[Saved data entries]
§ §
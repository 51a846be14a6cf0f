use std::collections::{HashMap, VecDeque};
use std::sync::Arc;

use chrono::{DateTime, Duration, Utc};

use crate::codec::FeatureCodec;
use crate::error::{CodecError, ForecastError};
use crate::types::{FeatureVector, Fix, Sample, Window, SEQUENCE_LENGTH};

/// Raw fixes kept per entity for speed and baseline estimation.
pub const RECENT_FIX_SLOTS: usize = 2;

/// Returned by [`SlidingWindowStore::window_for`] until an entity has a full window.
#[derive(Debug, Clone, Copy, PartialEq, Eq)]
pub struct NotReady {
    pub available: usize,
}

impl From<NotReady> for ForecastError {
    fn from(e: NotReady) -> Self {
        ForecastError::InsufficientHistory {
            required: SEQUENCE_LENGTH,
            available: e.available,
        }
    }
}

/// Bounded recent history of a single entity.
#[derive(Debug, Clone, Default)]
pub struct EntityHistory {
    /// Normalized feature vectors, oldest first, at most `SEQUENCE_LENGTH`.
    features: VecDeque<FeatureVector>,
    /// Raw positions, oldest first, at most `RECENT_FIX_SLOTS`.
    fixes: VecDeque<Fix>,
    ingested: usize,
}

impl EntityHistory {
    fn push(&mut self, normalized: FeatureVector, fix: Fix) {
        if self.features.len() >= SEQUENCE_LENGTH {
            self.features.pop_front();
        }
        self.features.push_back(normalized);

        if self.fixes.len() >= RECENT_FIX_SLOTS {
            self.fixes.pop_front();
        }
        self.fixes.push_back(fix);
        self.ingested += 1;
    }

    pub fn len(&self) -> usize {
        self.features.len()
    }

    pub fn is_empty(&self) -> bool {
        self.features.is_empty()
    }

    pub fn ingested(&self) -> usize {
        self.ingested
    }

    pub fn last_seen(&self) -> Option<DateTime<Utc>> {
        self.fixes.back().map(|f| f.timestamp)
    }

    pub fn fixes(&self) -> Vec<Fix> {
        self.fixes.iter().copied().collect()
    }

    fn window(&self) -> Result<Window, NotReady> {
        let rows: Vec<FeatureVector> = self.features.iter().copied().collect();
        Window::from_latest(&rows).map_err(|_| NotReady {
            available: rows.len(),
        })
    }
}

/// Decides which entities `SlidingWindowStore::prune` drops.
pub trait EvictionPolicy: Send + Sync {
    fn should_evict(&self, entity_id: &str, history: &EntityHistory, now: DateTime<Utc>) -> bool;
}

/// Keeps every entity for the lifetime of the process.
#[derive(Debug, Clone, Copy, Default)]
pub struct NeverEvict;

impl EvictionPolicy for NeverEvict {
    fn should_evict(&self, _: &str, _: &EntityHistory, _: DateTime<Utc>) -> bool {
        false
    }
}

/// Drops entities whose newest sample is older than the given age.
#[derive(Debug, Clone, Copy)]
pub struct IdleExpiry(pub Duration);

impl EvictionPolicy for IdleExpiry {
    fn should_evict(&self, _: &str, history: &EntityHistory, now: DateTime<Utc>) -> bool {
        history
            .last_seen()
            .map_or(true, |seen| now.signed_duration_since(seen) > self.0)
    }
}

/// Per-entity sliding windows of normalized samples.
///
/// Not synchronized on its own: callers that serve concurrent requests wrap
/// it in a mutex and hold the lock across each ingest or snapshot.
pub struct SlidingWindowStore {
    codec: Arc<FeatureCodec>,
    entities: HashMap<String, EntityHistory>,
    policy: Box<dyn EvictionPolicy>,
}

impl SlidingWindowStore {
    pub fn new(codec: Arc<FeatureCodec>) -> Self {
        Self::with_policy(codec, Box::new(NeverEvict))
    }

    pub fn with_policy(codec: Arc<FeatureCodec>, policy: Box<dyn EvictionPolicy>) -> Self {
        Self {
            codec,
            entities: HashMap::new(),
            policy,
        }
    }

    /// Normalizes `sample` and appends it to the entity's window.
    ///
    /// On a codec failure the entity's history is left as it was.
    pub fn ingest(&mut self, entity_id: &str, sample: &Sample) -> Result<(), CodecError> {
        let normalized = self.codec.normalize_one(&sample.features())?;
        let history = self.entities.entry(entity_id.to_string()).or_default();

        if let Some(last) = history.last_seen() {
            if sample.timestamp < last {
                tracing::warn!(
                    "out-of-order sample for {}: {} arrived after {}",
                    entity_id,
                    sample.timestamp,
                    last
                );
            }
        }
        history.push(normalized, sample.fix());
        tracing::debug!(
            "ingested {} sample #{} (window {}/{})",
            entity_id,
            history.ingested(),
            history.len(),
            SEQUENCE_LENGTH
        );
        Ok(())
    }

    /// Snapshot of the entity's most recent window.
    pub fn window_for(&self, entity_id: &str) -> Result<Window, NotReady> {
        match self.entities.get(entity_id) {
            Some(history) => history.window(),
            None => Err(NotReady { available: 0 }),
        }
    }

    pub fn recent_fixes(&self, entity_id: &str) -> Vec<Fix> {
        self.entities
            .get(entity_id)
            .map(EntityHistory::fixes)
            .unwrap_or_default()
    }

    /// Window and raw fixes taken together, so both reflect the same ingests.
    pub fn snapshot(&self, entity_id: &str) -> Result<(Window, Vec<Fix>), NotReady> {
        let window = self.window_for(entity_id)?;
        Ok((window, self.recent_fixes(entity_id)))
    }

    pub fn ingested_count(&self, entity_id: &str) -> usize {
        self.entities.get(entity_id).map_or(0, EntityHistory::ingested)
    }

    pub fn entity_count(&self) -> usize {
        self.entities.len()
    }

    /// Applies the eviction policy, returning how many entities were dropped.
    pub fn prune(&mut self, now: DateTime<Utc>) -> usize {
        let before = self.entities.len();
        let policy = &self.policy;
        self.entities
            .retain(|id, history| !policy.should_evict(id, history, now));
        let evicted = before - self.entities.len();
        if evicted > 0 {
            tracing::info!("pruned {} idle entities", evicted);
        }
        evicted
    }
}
§ §
▶ [Required action]:
Print the data in full, with each line exactly as given.

▶ [Output for this exercise]:
repository 51a846be14a6cf0f
use std::collections::{HashMap, VecDeque};
use std::sync::Arc;

use chrono::{DateTime, Duration, Utc};

use crate::codec::FeatureCodec;
use crate::error::{CodecError, ForecastError};
use crate::types::{FeatureVector, Fix, Sample, Window, SEQUENCE_LENGTH};

/// Raw fixes kept per entity for speed and baseline estimation.
pub const RECENT_FIX_SLOTS: usize = 2;

/// Returned by [`SlidingWindowStore::window_for`] until an entity has a full window.
#[derive(Debug, Clone, Copy, PartialEq, Eq)]
pub struct NotReady {
    pub available: usize,
}

impl From<NotReady> for ForecastError {
    fn from(e: NotReady) -> Self {
        ForecastError::InsufficientHistory {
            required: SEQUENCE_LENGTH,
            available: e.available,
        }
    }
}

/// Bounded recent history of a single entity.
#[derive(Debug, Clone, Default)]
pub struct EntityHistory {
    /// Normalized feature vectors, oldest first, at most `SEQUENCE_LENGTH`.
    features: VecDeque<FeatureVector>,
    /// Raw positions, oldest first, at most `RECENT_FIX_SLOTS`.
    fixes: VecDeque<Fix>,
    ingested: usize,
}

impl EntityHistory {
    fn push(&mut self, normalized: FeatureVector, fix: Fix) {
        if self.features.len() >= SEQUENCE_LENGTH {
            self.features.pop_front();
        }
        self.features.push_back(normalized);

        if self.fixes.len() >= RECENT_FIX_SLOTS {
            self.fixes.pop_front();
        }
        self.fixes.push_back(fix);
        self.ingested += 1;
    }

    pub fn len(&self) -> usize {
        self.features.len()
    }

    pub fn is_empty(&self) -> bool {
        self.features.is_empty()
    }

    pub fn ingested(&self) -> usize {
        self.ingested
    }

    pub fn last_seen(&self) -> Option<DateTime<Utc>> {
        self.fixes.back().map(|f| f.timestamp)
    }

    pub fn fixes(&self) -> Vec<Fix> {
        self.fixes.iter().copied().collect()
    }

    fn window(&self) -> Result<Window, NotReady> {
        let rows: Vec<FeatureVector> = self.features.iter().copied().collect();
        Window::from_latest(&rows).map_err(|_| NotReady {
            available: rows.len(),
        })
    }
}

/// Decides which entities `SlidingWindowStore::prune` drops.
pub trait EvictionPolicy: Send + Sync {
    fn should_evict(&self, entity_id: &str, history: &EntityHistory, now: DateTime<Utc>) -> bool;
}

/// Keeps every entity for the lifetime of the process.
#[derive(Debug, Clone, Copy, Default)]
pub struct NeverEvict;

impl EvictionPolicy for NeverEvict {
    fn should_evict(&self, _: &str, _: &EntityHistory, _: DateTime<Utc>) -> bool {
        false
    }
}

/// Drops entities whose newest sample is older than the given age.
#[derive(Debug, Clone, Copy)]
pub struct IdleExpiry(pub Duration);

impl EvictionPolicy for IdleExpiry {
    fn should_evict(&self, _: &str, history: &EntityHistory, now: DateTime<Utc>) -> bool {
        history
            .last_seen()
            .map_or(true, |seen| now.signed_duration_since(seen) > self.0)
    }
}

/// Per-entity sliding windows of normalized samples.
///
/// Not synchronized on its own: callers that serve concurrent requests wrap
/// it in a mutex and hold the lock across each ingest or snapshot.
pub struct SlidingWindowStore {
    codec: Arc<FeatureCodec>,
    entities: HashMap<String, EntityHistory>,
    policy: Box<dyn EvictionPolicy>,
}

impl SlidingWindowStore {
    pub fn new(codec: Arc<FeatureCodec>) -> Self {
        Self::with_policy(codec, Box::new(NeverEvict))
    }

    pub fn with_policy(codec: Arc<FeatureCodec>, policy: Box<dyn EvictionPolicy>) -> Self {
        Self {
            codec,
            entities: HashMap::new(),
            policy,
        }
    }

    /// Normalizes `sample` and appends it to the entity's window.
    ///
    /// On a codec failure the entity's history is left as it was.
    pub fn ingest(&mut self, entity_id: &str, sample: &Sample) -> Result<(), CodecError> {
        let normalized = self.codec.normalize_one(&sample.features())?;
        let history = self.entities.entry(entity_id.to_string()).or_default();

        if let Some(last) = history.last_seen() {
            if sample.timestamp < last {
                tracing::warn!(
                    "out-of-order sample for {}: {} arrived after {}",
                    entity_id,
                    sample.timestamp,
                    last
                );
            }
        }
        history.push(normalized, sample.fix());
        tracing::debug!(
            "ingested {} sample #{} (window {}/{})",
            entity_id,
            history.ingested(),
            history.len(),
            SEQUENCE_LENGTH
        );
        Ok(())
    }

    /// Snapshot of the entity's most recent window.
    pub fn window_for(&self, entity_id: &str) -> Result<Window, NotReady> {
        match self.entities.get(entity_id) {
            Some(history) => history.window(),
            None => Err(NotReady { available: 0 }),
        }
    }

    pub fn recent_fixes(&self, entity_id: &str) -> Vec<Fix> {
        self.entities
            .get(entity_id)
            .map(EntityHistory::fixes)
            .unwrap_or_default()
    }

    /// Window and raw fixes taken together, so both reflect the same ingests.
    pub fn snapshot(&self, entity_id: &str) -> Result<(Window, Vec<Fix>), NotReady> {
        let window = self.window_for(entity_id)?;
        Ok((window, self.recent_fixes(entity_id)))
    }

    pub fn ingested_count(&self, entity_id: &str) -> usize {
        self.entities.get(entity_id).map_or(0, EntityHistory::ingested)
    }

    pub fn entity_count(&self) -> usize {
        self.entities.len()
    }

    /// Applies the eviction policy, returning how many entities were dropped.
    pub fn prune(&mut self, now: DateTime<Utc>) -> usize {
        let before = self.entities.len();
        let policy = &self.policy;
        self.entities
            .retain(|id, history| !policy.should_evict(id, history, now));
        let evicted = before - self.entities.len();
        if evicted > 0 {
            tracing::info!("pruned {} idle entities", evicted);
        }
        evicted
    }
}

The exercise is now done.